───── Extracted data ─────

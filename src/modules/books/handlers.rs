//! HTTP handlers for the books module.
//!
//! Extractor rejections on the id or the query string are answered as
//! "Book not found": an id that cannot be read matches no book.

use std::sync::Arc;

use axum::{
    body::Bytes,
    extract::{
        rejection::{PathRejection, QueryRejection},
        Path, Query, State,
    },
    http::StatusCode,
    Json,
};

use bookshelf_http::error::{AppError, MessageBody};

use super::models::{parse_id, Book, BookError, BookId, BookPatch, CreateBook, SearchParams};
use super::store::BookStore;

pub type SharedStore = Arc<BookStore>;

fn path_id(path: Result<Path<String>, PathRejection>) -> Result<BookId, BookError> {
    let Path(raw_id) = path.map_err(|_| BookError::NotFound)?;
    parse_id(&raw_id).ok_or(BookError::NotFound)
}

/// GET /books
pub async fn list_books(State(store): State<SharedStore>) -> Json<Vec<Book>> {
    Json(store.list().await)
}

/// GET /books/{id}
pub async fn get_book(
    State(store): State<SharedStore>,
    path: Result<Path<String>, PathRejection>,
) -> Result<Json<Book>, AppError> {
    let id = path_id(path)?;
    let book = store.get(id).await.ok_or(BookError::NotFound)?;
    Ok(Json(book))
}

/// POST /books
pub async fn create_book(
    State(store): State<SharedStore>,
    body: Bytes,
) -> Result<(StatusCode, Json<Book>), AppError> {
    let new_book = CreateBook::from_json(&body)?.validate()?;
    let book = store.create(new_book).await;

    tracing::info!(book_id = book.id, title = %book.title, "book created");
    Ok((StatusCode::CREATED, Json(book)))
}

/// GET /search?title=
pub async fn search_books(
    State(store): State<SharedStore>,
    query: Result<Query<Vec<(String, String)>>, QueryRejection>,
) -> Result<Json<Book>, AppError> {
    let Query(pairs) = query.map_err(|_| BookError::NotFound)?;
    let title = SearchParams::from_pairs(pairs)
        .title
        .ok_or(BookError::NotFound)?;
    let book = store
        .find_by_title(&title)
        .await
        .ok_or(BookError::NotFound)?;
    Ok(Json(book))
}

/// PUT /books/{id}
///
/// An unknown id is reported before the body is looked at.
pub async fn update_book(
    State(store): State<SharedStore>,
    path: Result<Path<String>, PathRejection>,
    body: Bytes,
) -> Result<Json<Book>, AppError> {
    let id = path_id(path)?;
    store.get(id).await.ok_or(BookError::NotFound)?;

    let patch = BookPatch::from_json(&body)?;
    let book = store.update(id, patch).await.ok_or(BookError::NotFound)?;

    tracing::info!(book_id = book.id, "book updated");
    Ok(Json(book))
}

/// DELETE /books/{id}
pub async fn delete_book(
    State(store): State<SharedStore>,
    path: Result<Path<String>, PathRejection>,
) -> Result<Json<MessageBody>, AppError> {
    let id = path_id(path)?;
    if !store.remove(id).await {
        return Err(BookError::NotFound.into());
    }

    tracing::info!(book_id = id, "book deleted");
    Ok(Json(MessageBody::new("Book deleted")))
}
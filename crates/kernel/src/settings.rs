use std::path::PathBuf;

use anyhow::{anyhow, Context};
use serde::{Deserialize, Serialize};

const DEFAULT_ENV: &str = "local";
const ENV_VAR_NAME: &str = "BOOKSHELF_ENV";
const CONFIG_DIR_ENV: &str = "BOOKSHELF_CONFIG_DIR";
const ENV_PREFIX: &str = "BOOKSHELF";
const PORT_ENV: &str = "PORT";

/// Deployment environment the application is running in.
#[derive(Debug, Clone, Serialize, Deserialize, PartialEq, Eq, Default)]
#[serde(rename_all = "lowercase")]
pub enum Environment {
    #[default]
    Local,
    Staging,
    Production,
}

impl Environment {
    pub fn as_str(&self) -> &'static str {
        match self {
            Environment::Local => "local",
            Environment::Staging => "staging",
            Environment::Production => "production",
        }
    }

    fn parse(name: &str) -> anyhow::Result<Self> {
        match name {
            "local" => Ok(Environment::Local),
            "staging" => Ok(Environment::Staging),
            "production" => Ok(Environment::Production),
            other => Err(anyhow!(
                "unsupported environment '{}'; expected local/staging/production",
                other
            )),
        }
    }
}

/// Top-level configuration structure loaded from layered sources.
#[derive(Debug, Clone, Serialize, Deserialize, Default)]
pub struct Settings {
    #[serde(default)]
    pub environment: Environment,
    #[serde(default)]
    pub server: ServerSettings,
    #[serde(default)]
    pub telemetry: TelemetrySettings,
}

impl Settings {
    /// Load configuration by layering `.env`, base file, environment overlay,
    /// `BOOKSHELF_*` variables and finally a bare `PORT`.
    pub fn load() -> anyhow::Result<Self> {
        // Allow missing `.env` files without failing.
        let _ = dotenvy::dotenv();

        let environment = std::env::var(ENV_VAR_NAME).unwrap_or_else(|_| DEFAULT_ENV.to_string());
        let environment = Environment::parse(&environment)?;

        let config_dir = match std::env::var(CONFIG_DIR_ENV) {
            Ok(dir) => PathBuf::from(dir),
            Err(_) => std::env::current_dir()
                .with_context(|| "unable to resolve current directory")?
                .join("config"),
        };

        Self::load_from(&config_dir, environment, std::env::var(PORT_ENV).ok())
    }

    /// Load configuration from an explicit directory. `port_override` takes
    /// precedence over every file and prefixed variable.
    pub fn load_from(
        config_dir: &std::path::Path,
        environment: Environment,
        port_override: Option<String>,
    ) -> anyhow::Result<Self> {
        let base_path = config_dir.join("base.toml");
        let environment_filename = format!("{}.toml", environment.as_str());
        let environment_path = config_dir.join(environment_filename);

        let builder = config::Config::builder()
            .add_source(config::File::from(base_path).required(false))
            .add_source(config::File::from(environment_path).required(false))
            .add_source(
                config::Environment::with_prefix(ENV_PREFIX)
                    .prefix_separator("_")
                    .separator("__"),
            )
            .set_override_option("server.port", port_override)
            .with_context(|| "failed to apply port override")?;

        let cfg = builder
            .build()
            .with_context(|| "failed to build configuration")?;

        let mut settings: Settings = cfg
            .try_deserialize()
            .with_context(|| "failed to deserialize configuration")?;

        settings.environment = environment;

        Ok(settings)
    }
}

#[derive(Debug, Clone, Serialize, Deserialize)]
pub struct ServerSettings {
    #[serde(default = "ServerSettings::default_host")]
    pub host: String,
    #[serde(default = "ServerSettings::default_port")]
    pub port: u16,
    #[serde(default = "ServerSettings::default_request_timeout_ms")]
    pub request_timeout_ms: u64,
}

impl ServerSettings {
    fn default_host() -> String {
        "0.0.0.0".to_string()
    }

    fn default_port() -> u16 {
        3000
    }

    fn default_request_timeout_ms() -> u64 {
        15000
    }
}

impl Default for ServerSettings {
    fn default() -> Self {
        Self {
            host: Self::default_host(),
            port: Self::default_port(),
            request_timeout_ms: Self::default_request_timeout_ms(),
        }
    }
}

#[derive(Debug, Clone, Serialize, Deserialize)]
pub struct TelemetrySettings {
    #[serde(default)]
    pub log_format: LogFormat,
    /// Default filter directive; `RUST_LOG` takes precedence when set.
    #[serde(default = "TelemetrySettings::default_log_level")]
    pub log_level: String,
}

impl TelemetrySettings {
    fn default_log_level() -> String {
        "info".to_string()
    }
}

impl Default for TelemetrySettings {
    fn default() -> Self {
        Self {
            log_format: LogFormat::Pretty,
            log_level: Self::default_log_level(),
        }
    }
}

#[derive(Debug, Clone, Serialize, Deserialize, PartialEq, Eq, Default)]
#[serde(rename_all = "lowercase")]
pub enum LogFormat {
    #[default]
    Pretty,
    Json,
}

#[cfg(test)]
mod tests {
    use super::*;

    fn empty_dir() -> PathBuf {
        std::env::temp_dir().join("bookshelf-settings-test-missing-dir")
    }

    #[test]
    fn default_environment_is_local() {
        let settings = Settings::default();
        assert_eq!(settings.environment, Environment::Local);
    }

    #[test]
    fn default_port_is_3000() {
        let settings = Settings::default();
        assert_eq!(settings.server.port, 3000);
        assert_eq!(settings.server.host, "0.0.0.0");
    }

    #[test]
    fn missing_config_files_fall_back_to_defaults() {
        let settings = Settings::load_from(&empty_dir(), Environment::Staging, None).unwrap();
        assert_eq!(settings.environment, Environment::Staging);
        assert_eq!(settings.server.request_timeout_ms, 15000);
        assert_eq!(settings.telemetry.log_format, LogFormat::Pretty);
    }

    #[test]
    fn port_override_wins() {
        let settings =
            Settings::load_from(&empty_dir(), Environment::Local, Some("8181".to_string()))
                .unwrap();
        assert_eq!(settings.server.port, 8181);
    }

    #[test]
    fn invalid_port_override_is_an_error() {
        let result = Settings::load_from(
            &empty_dir(),
            Environment::Local,
            Some("not-a-port".to_string()),
        );
        assert!(result.is_err());
    }

    #[test]
    fn base_file_is_layered() {
        let dir = std::env::temp_dir().join(format!("bookshelf-settings-{}", std::process::id()));
        std::fs::create_dir_all(&dir).unwrap();
        std::fs::write(
            dir.join("base.toml"),
            "[server]\nport = 4000\n\n[telemetry]\nlog_format = \"json\"\n",
        )
        .unwrap();
        std::fs::write(dir.join("production.toml"), "[server]\nport = 5000\n").unwrap();

        let local = Settings::load_from(&dir, Environment::Local, None).unwrap();
        assert_eq!(local.server.port, 4000);
        assert_eq!(local.telemetry.log_format, LogFormat::Json);

        let production = Settings::load_from(&dir, Environment::Production, None).unwrap();
        assert_eq!(production.server.port, 5000);

        std::fs::remove_dir_all(&dir).ok();
    }

    #[test]
    fn unknown_environment_is_rejected() {
        assert!(Environment::parse("qa").is_err());
        assert_eq!(Environment::parse("staging").unwrap(), Environment::Staging);
    }
}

─────

Your assignment:
Lines holding the string "toml" must be copied out of the entries above.

Expected answer:
        let base_path = config_dir.join("base.toml");
        let environment_filename = format!("{}.toml", environment.as_str());
            dir.join("base.toml"),
        std::fs::write(dir.join("production.toml"), "[server]\nport = 5000\n").unwrap();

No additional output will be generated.